South Korean composer (born 1970)

Jeajoon Ryu (born 1970) is a South Korean composer. His works have been by performed some of the world's leading orchestras, such as the Royal Philharmonic Orchestra (RPO), l'Orchestre régional de Cannes-Provence-Alpes-Côte d’Azur (ORCPACA), the Helsinki Philharmonic Orchestra (Helsingin kaupunginorkesteri), and the Polish Radio Symphony Orchestra. He was the artistic director of Seoul International Music Festival from 2009 to 2010 and a composer of Poland Gozow Philharmonic Orchestra from 2011 to 2012. Artists such as Arto Noras, Michel Lethiec, Ralf Gothoni, Li-Wei Qin, Shanghai Quartet, Juyung Baek, So-Ock Kim, Johannes Moser and Ilya Gringolts have performed his works.

==Education==
He studied composition under Krzysztof Penderecki at Kraków Music Academy as well as under Kang, Suk-hi at Seoul National University.

==Career==
His music has been given numerous critically acclaimed around the world and at the Cadogan Hall, Verdi Hall in Milan, Warsaw Philharmonic Concert Hall, and Helsinki Music Centre. He was invited to the Naantali Music Festival (Finland) and Mecklenburg Music Festival (Germany) as guest composer and jury member of international Violin Competition of Astana.

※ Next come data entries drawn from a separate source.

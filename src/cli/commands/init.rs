use crate::cli::parser::Cli;
use crate::config::Config;
use crate::context::AppContext;
use crate::db::initialize::init_db;
use crate::db::log;
use crate::db::pool::DbPool;
use crate::errors::AppResult;
use crate::ui::messages::{success, warning};

/// Handle the `init` command
///
/// Creates the config directory and file, the SQLite database and runs
/// every pending migration.
pub fn handle(cli: &Cli, _ctx: &AppContext) -> AppResult<()> {
    let db_path = Config::init_all(cli.db.as_deref(), cli.test)?;
    let db_path = db_path.to_string_lossy().to_string();

    println!("⚙️  Initializing Fichalia…");
    if !cli.test {
        println!("📄 Config file : {}", Config::config_file().display());
    }
    println!("🗄️  Database    : {}", db_path);

    let pool = DbPool::new(&db_path)?;
    init_db(&pool.conn)?;

    // audit failures must not fail init
    if let Err(e) = log::ttlog(
        &pool.conn,
        "init",
        "",
        &format!("Database initialized at {}", db_path),
    ) {
        warning(format!("Failed to write internal log: {}", e));
    }

    success(format!("Database initialized at {}", db_path));
    Ok(())
}
use crate::core::calculator::format_duration;
use crate::models::{Session, TimeEntry};
use crate::utils::DisplayZone;
use serde::Serialize;

const WALL_CLOCK: &str = "%Y-%m-%d %H:%M";

/// Flat row for one session.
#[derive(Serialize, Clone, Debug, PartialEq)]
pub struct SessionExport {
    pub subject_id: String,
    pub date: String,
    pub check_in: String,
    pub check_out: String,
    pub duration: String,
    pub duration_minutes: Option<i64>,
    pub spans_midnight: bool,
    pub check_in_address: String,
    pub check_out_address: String,
}

impl SessionExport {
    pub fn from_session(s: &Session, zone: DisplayZone) -> Self {
        Self {
            subject_id: s.subject_id().to_string(),
            date: s.date_key(),
            check_in: zone.format(&s.check_in.timestamp, WALL_CLOCK),
            check_out: s
                .check_out
                .as_ref()
                .map(|out| zone.format(&out.timestamp, WALL_CLOCK))
                .unwrap_or_default(),
            duration: format_duration(s.duration_minutes),
            duration_minutes: s.duration_minutes,
            spans_midnight: s.spans_midnight,
            check_in_address: s.check_in.location.describe(),
            check_out_address: s
                .check_out
                .as_ref()
                .map(|out| out.location.describe())
                .unwrap_or_default(),
        }
    }
}

/// Flat row for one raw entry.
#[derive(Serialize, Clone, Debug, PartialEq)]
pub struct EntryExport {
    pub id: i64,
    pub subject_id: String,
    pub kind: String,
    pub timestamp: String,
    pub latitude: Option<f64>,
    pub longitude: Option<f64>,
    pub address: Option<String>,
    pub source: String,
}

impl From<&TimeEntry> for EntryExport {
    fn from(e: &TimeEntry) -> Self {
        Self {
            id: e.id,
            subject_id: e.subject_id.clone(),
            kind: e.kind.to_db_str().to_string(),
            timestamp: e.timestamp_str(),
            latitude: e.location.latitude(),
            longitude: e.location.longitude(),
            address: e.location.address.clone(),
            source: e.source.clone(),
        }
    }
}
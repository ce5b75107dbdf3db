use crate::errors::AppResult;
use crate::export::notify_export_success;
use crate::ui::messages::info;
use serde::Serialize;
use std::fs::File;
use std::io::Write;
use std::path::Path;

/// Export JSON pretty-printed.
pub(crate) fn export_json<T: Serialize>(rows: &[T], path: &Path) -> AppResult<()> {
    info(format!("Exporting to JSON: {}", path.display()));

    let json_data = serde_json::to_string_pretty(rows)?;

    let mut file = File::create(path)?;
    file.write_all(json_data.as_bytes())?;
    file.write_all(b"\n")?;

    notify_export_success("JSON", rows.len(), path);
    Ok(())
}

/// Export CSV; the header comes from the row type's field names.
pub(crate) fn export_csv<T: Serialize>(rows: &[T], path: &Path) -> AppResult<()> {
    info(format!("Exporting to CSV: {}", path.display()));

    let mut wtr = csv::Writer::from_path(path)?;
    for item in rows {
        wtr.serialize(item)?;
    }
    wtr.flush()?;

    notify_export_success("CSV", rows.len(), path);
    Ok(())
}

His violin concerto and Sinfonia da Requiem were recorded on Naxos International Label in (2009), and his violin sonata was recorded on Telos Music (2010). In 2015 he has been honored by the Polish Minister of Culture and received the National Heritage the Gloria Artis Medal.

Currently, Ryu is the artistic director of the Seoul International Music Festival in Korea. He also founded Ensemble OPUS and became artistic director.

== Recordings ==
- RYU, Jeajoon: Sinfonia da Requiem / Violin Concerto No. 1 CD, 2008 Naxos
- RYU, Jeajoon: Sonata for Violin and Piano 'Spring' CD, 2010 telos
- RYU, Jeajoon: Cello Concerto / Marimba Concerto / Overture: Il nome della Rosa CD, 2016 RPO

== Works ==
Symphony
- Sinfonia da Requiem For Soprano, Choir and Orchestra (2007)

Orchestral Works
- Overture “Il nome della Rosa” (2010)
- Cantata ‘Rubna Crux’ (1999)
- Symphonic Poem (1996)

String Orchestra
- Sinfonietta per archi (2015)
- 'Rosso' for Strings (2008)

Concerto
- Concerto per piano e orchestra (2017)
- Concerto per marimba e orchestra (2015)
- String Quartet Concerto (2013)
- Concerto per violoncello ed orchestra (2010)
- Concerto per violin ed orchestra (2006)
- Cello Concerto No. 1 (2001)

Chamber
- Quintetto per clarinetto e quartetto d'archi (2015)
- Sonata per violin e pianoforte No.2 (2014)
- Sonata per clarinetto e pianoforte (2013)
- Quintet per marimba e string quartet (2012)
- String Quartet (2012)
- Sonata per violoncello e pianoforte (2011)
- ‘Early summer’ Trio per violin, violoncello e pianoforte (2009)
- Sonata ‘Primavera'per violino e pianoforte No.1 (2008)
- Bach in our Age for Piano trio (2001)
- Saxophone Sonata (2000)
- Dialogue per Violin, Clarinet e Pianoforte (1995)

Electronic Music
- The Bright Light for Electronic Sound (1997)

Solo
- Baroque suite per pianoforte (2013)
- Caproccio per violino (2012)
- Fugues (2004)
- Passacaglia per Percussion (2002)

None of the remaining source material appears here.